┏━━

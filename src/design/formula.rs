use std::path::Path;

use serde::{Deserialize, Serialize};
use serde_json::Value;

use crate::core::types::ColumnType;
use crate::parsing::ParseError;

/// Column name mapped to its classification (`None` = not yet classified),
/// in sample-sheet column order
pub type Classification = Vec<(String, Option<ColumnType>)>;

/// A sample-sheet column eligible for the design formula
#[derive(Debug, Clone, PartialEq, Eq, Serialize, Deserialize)]
pub struct FormulaColumn {
    pub column_name: String,
    pub column_type: ColumnType,
}

/// Primary factor and covariates chosen for the formula.
///
/// `covariates` keeps selection order and never contains `primary`.
#[derive(Debug, Clone, Default, PartialEq, Eq, Serialize, Deserialize)]
pub struct FormulaSelection {
    primary: Option<String>,
    covariates: Vec<String>,
}

impl FormulaSelection {
    #[must_use]
    pub fn new() -> Self {
        Self::default()
    }

    #[must_use]
    pub fn primary(&self) -> Option<&str> {
        self.primary.as_deref()
    }

    #[must_use]
    pub fn covariates(&self) -> &[String] {
        &self.covariates
    }

    /// Make `column` the primary factor, dropping it from the covariates
    #[must_use]
    pub fn select_primary(&self, column: &str) -> Self {
        Self {
            primary: Some(column.to_string()),
            covariates: self
                .covariates
                .iter()
                .filter(|c| *c != column)
                .cloned()
                .collect(),
        }
    }

    /// Add `column` to the covariates, or remove it if already there.
    ///
    /// The current primary cannot become a covariate; toggling it is a no-op.
    #[must_use]
    pub fn toggle_covariate(&self, column: &str) -> Self {
        if self.primary.as_deref() == Some(column) {
            return self.clone();
        }

        let mut covariates = self.covariates.clone();
        if let Some(index) = covariates.iter().position(|c| c == column) {
            covariates.remove(index);
        } else {
            covariates.push(column.to_string());
        }

        Self {
            primary: self.primary.clone(),
            covariates,
        }
    }

    /// A selection is complete once a primary factor is chosen
    #[must_use]
    pub fn is_valid(&self) -> bool {
        self.primary.is_some()
    }
}

/// Columns that may take part in a formula, in classification order
#[must_use]
pub fn formula_columns(classification: &[(String, Option<ColumnType>)]) -> Vec<FormulaColumn> {
    classification
        .iter()
        .filter_map(|(name, column_type)| {
            let column_type = (*column_type)?;
            column_type.is_formula_type().then(|| FormulaColumn {
                column_name: name.clone(),
                column_type,
            })
        })
        .collect()
}

/// Render the design formula for a selection.
///
/// Terms are ordered technical/blocking factors, then other covariates,
/// then biological factors (each in selection order), with the primary
/// factor last. Covariates that are not among `columns` are left out.
/// Returns `None` until a primary factor is selected.
#[must_use]
pub fn generate_formula(columns: &[FormulaColumn], selection: &FormulaSelection) -> Option<String> {
    let primary = selection.primary()?;

    let mut technical = Vec::new();
    let mut other = Vec::new();
    let mut biological = Vec::new();

    for covariate in selection.covariates() {
        let Some(column) = columns.iter().find(|c| &c.column_name == covariate) else {
            continue;
        };
        match column.column_type {
            ColumnType::TechnicalBlockingFactor => technical.push(covariate.as_str()),
            ColumnType::OtherCovariate => other.push(covariate.as_str()),
            ColumnType::BiologicalFactor => biological.push(covariate.as_str()),
            _ => {}
        }
    }

    let terms: Vec<&str> = technical
        .into_iter()
        .chain(other)
        .chain(biological)
        .chain(std::iter::once(primary))
        .collect();

    Some(format!("~ {}", terms.join(" + ")))
}

/// Read a classification from a JSON object of `column -> type | null`
///
/// # Errors
///
/// Returns `ParseError::Io` if the file cannot be read, or any error from
/// [`parse_classification`].
pub fn parse_classification_file(path: &Path) -> Result<Classification, ParseError> {
    let content = std::fs::read_to_string(path)?;
    parse_classification(&content)
}

/// Parse a classification, keeping the object's key order
///
/// # Errors
///
/// Returns `ParseError::Json` for malformed JSON or an unknown column type,
/// or `ParseError::InvalidFormat` if the top-level value is not an object.
pub fn parse_classification(text: &str) -> Result<Classification, ParseError> {
    let value: Value = serde_json::from_str(text)?;
    let Value::Object(map) = value else {
        return Err(ParseError::InvalidFormat(
            "classification must be a JSON object".to_string(),
        ));
    };

    map.into_iter()
        .map(|(name, column_type)| -> Result<_, ParseError> {
            let column_type: Option<ColumnType> = serde_json::from_value(column_type)?;
            Ok((name, column_type))
        })
        .collect()
}

#[cfg(test)]
mod tests {
    use super::*;

    fn classification() -> Classification {
        vec![
            ("sample_id".to_string(), Some(ColumnType::Identifier)),
            ("condition".to_string(), Some(ColumnType::BiologicalFactor)),
            ("batch".to_string(), Some(ColumnType::TechnicalBlockingFactor)),
            ("age".to_string(), Some(ColumnType::OtherCovariate)),
            ("genotype".to_string(), Some(ColumnType::BiologicalFactor)),
            ("lane".to_string(), Some(ColumnType::TechnicalBlockingFactor)),
            ("fastq_1".to_string(), Some(ColumnType::ForwardFileUrl)),
            ("rin".to_string(), Some(ColumnType::QcOnly)),
            ("notes".to_string(), None),
        ]
    }

    #[test]
    fn test_formula_columns_filters_types() {
        let columns = formula_columns(&classification());
        let names: Vec<&str> = columns.iter().map(|c| c.column_name.as_str()).collect();
        assert_eq!(names, vec!["condition", "batch", "age", "genotype", "lane"]);
    }

    #[test]
    fn test_formula_term_order() {
        let columns = formula_columns(&classification());
        let selection = FormulaSelection::new()
            .select_primary("condition")
            .toggle_covariate("genotype")
            .toggle_covariate("age")
            .toggle_covariate("lane")
            .toggle_covariate("batch");

        assert_eq!(
            generate_formula(&columns, &selection).as_deref(),
            Some("~ lane + batch + age + genotype + condition")
        );
    }

    #[test]
    fn test_no_primary_no_formula() {
        let columns = formula_columns(&classification());
        let selection = FormulaSelection::new().toggle_covariate("batch");
        assert_eq!(generate_formula(&columns, &selection), None);
        assert!(!selection.is_valid());
    }

    #[test]
    fn test_primary_only() {
        let columns = formula_columns(&classification());
        let selection = FormulaSelection::new().select_primary("condition");
        assert_eq!(
            generate_formula(&columns, &selection).as_deref(),
            Some("~ condition")
        );
        assert!(selection.is_valid());
    }

    #[test]
    fn test_selecting_primary_removes_covariate() {
        let selection = FormulaSelection::new()
            .toggle_covariate("batch")
            .toggle_covariate("condition")
            .select_primary("condition");

        assert_eq!(selection.primary(), Some("condition"));
        assert_eq!(selection.covariates(), &["batch".to_string()]);
    }

    #[test]
    fn test_toggle_is_symmetric_and_spares_primary() {
        let selection = FormulaSelection::new().select_primary("condition");
        let toggled = selection.toggle_covariate("batch").toggle_covariate("batch");
        assert_eq!(toggled, selection);

        let unchanged = selection.toggle_covariate("condition");
        assert_eq!(unchanged.primary(), Some("condition"));
        assert!(unchanged.covariates().is_empty());
    }

    #[test]
    fn test_unknown_covariate_is_omitted() {
        let columns = formula_columns(&classification());
        let selection = FormulaSelection::new()
            .select_primary("condition")
            .toggle_covariate("rin")
            .toggle_covariate("batch");
        assert_eq!(
            generate_formula(&columns, &selection).as_deref(),
            Some("~ batch + condition")
        );
    }

    #[test]
    fn test_parse_classification_keeps_order() {
        let parsed = parse_classification(
            r#"{"sample": "IDENTIFIER", "tissue": "BIOLOGICAL_FACTOR", "x": null, "batch": "TECHNICAL_BLOCKING_FACTOR"}"#,
        )
        .unwrap();
        assert_eq!(parsed.len(), 4);
        assert_eq!(parsed[1], ("tissue".to_string(), Some(ColumnType::BiologicalFactor)));
        assert_eq!(parsed[2].1, None);
        assert_eq!(parsed[3].0, "batch");
    }

    #[test]
    fn test_parse_classification_rejects_unknown_type() {
        assert!(parse_classification(r#"{"a": "FACTOR"}"#).is_err());
        assert!(parse_classification("[]").is_err());
    }
}
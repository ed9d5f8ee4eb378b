use std::path::PathBuf;

use clap::Args;

use crate::cli::OutputFormat;
use crate::design::formula::{
    formula_columns, generate_formula, parse_classification_file, FormulaColumn, FormulaSelection,
};

#[derive(Args)]
pub struct FormulaArgs {
    /// JSON object mapping each sample-sheet column to its type (or null)
    #[arg(short, long, required = true)]
    pub classification: PathBuf,

    /// Primary factor column
    #[arg(short, long)]
    pub primary: Option<String>,

    /// Covariate columns, in selection order
    #[arg(long = "covariate", value_delimiter = ',')]
    pub covariates: Vec<String>,
}

pub fn run(args: FormulaArgs, format: OutputFormat, verbose: bool) -> anyhow::Result<()> {
    let classification = parse_classification_file(&args.classification)?;
    let columns = formula_columns(&classification);

    if verbose {
        eprintln!(
            "{} classified columns, {} usable in a formula",
            classification.len(),
            columns.len()
        );
    }

    let mut selection = FormulaSelection::new();
    if let Some(primary) = &args.primary {
        if !columns.iter().any(|c| &c.column_name == primary) {
            anyhow::bail!("Primary factor '{primary}' is not a formula column");
        }
        selection = selection.select_primary(primary);
    }
    for covariate in &args.covariates {
        selection = selection.toggle_covariate(covariate);
    }

    let formula = generate_formula(&columns, &selection);

    match format {
        OutputFormat::Text => print_text_formula(&columns, &selection, formula.as_deref()),
        OutputFormat::Json => {
            let output = serde_json::json!({
                "columns": columns,
                "primary": selection.primary(),
                "covariates": selection.covariates(),
                "valid": selection.is_valid(),
                "formula": formula,
            });
            println!("{}", serde_json::to_string_pretty(&output)?);
        }
        OutputFormat::Tsv => {
            println!("column\ttype\trole");
            for column in &columns {
                let role = if selection.primary() == Some(column.column_name.as_str()) {
                    "primary"
                } else if selection.covariates().contains(&column.column_name) {
                    "covariate"
                } else {
                    "-"
                };
                println!("{}\t{:?}\t{role}", column.column_name, column.column_type);
            }
        }
    }

    Ok(())
}

fn print_text_formula(
    columns: &[FormulaColumn],
    selection: &FormulaSelection,
    formula: Option<&str>,
) {
    println!("Formula columns:");
    for column in columns {
        println!("  {:<20} {:?}", column.column_name, column.column_type);
    }

    match formula {
        Some(formula) => println!("\nFormula: {formula}"),
        None => println!("\nNo primary factor selected"),
    }

    let ignored: Vec<&str> = selection
        .covariates()
        .iter()
        .filter(|c| !columns.iter().any(|col| &col.column_name == *c))
        .map(String::as_str)
        .collect();
    if !ignored.is_empty() {
        println!("Ignored covariates: {}", ignored.join(", "));
    }
}
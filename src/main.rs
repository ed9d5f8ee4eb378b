use assembly_config::cli;
use clap::Parser;
use tracing_subscriber::EnvFilter;

fn main() -> anyhow::Result<()> {
    let cli = cli::Cli::parse();

    // Initialize logging based on verbosity flag
    let filter = if cli.verbose {
        EnvFilter::new("assembly_config=debug,info")
    } else {
        EnvFilter::new("assembly_config=warn")
    };

    tracing_subscriber::fmt()
        .with_env_filter(filter)
        .with_writer(std::io::stderr)
        .with_target(false)
        .without_time()
        .init();

    match cli.command {
        cli::Commands::Tracks(args) => {
            cli::tracks::run(args, cli.format, cli.verbose)?;
        }
        cli::Commands::Verify(args) => {
            cli::verify::run(args, cli.format, cli.verbose)?;
        }
        cli::Commands::Reads(args) => {
            cli::reads::run(args, cli.format, cli.verbose)?;
        }
        cli::Commands::Formula(args) => {
            cli::formula::run(args, cli.format, cli.verbose)?;
        }
        cli::Commands::Contrasts(args) => {
            cli::contrasts::run(args, cli.format, cli.verbose)?;
        }
    }

    Ok(())
}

┗━━

## Task to carry out
Which lines of the records above contain the word "PartialEq"? Report each one in full.

## Answer below
#[derive(Debug, Clone, PartialEq, Eq, Serialize, Deserialize)]
#[derive(Debug, Clone, Default, PartialEq, Eq, Serialize, Deserialize)]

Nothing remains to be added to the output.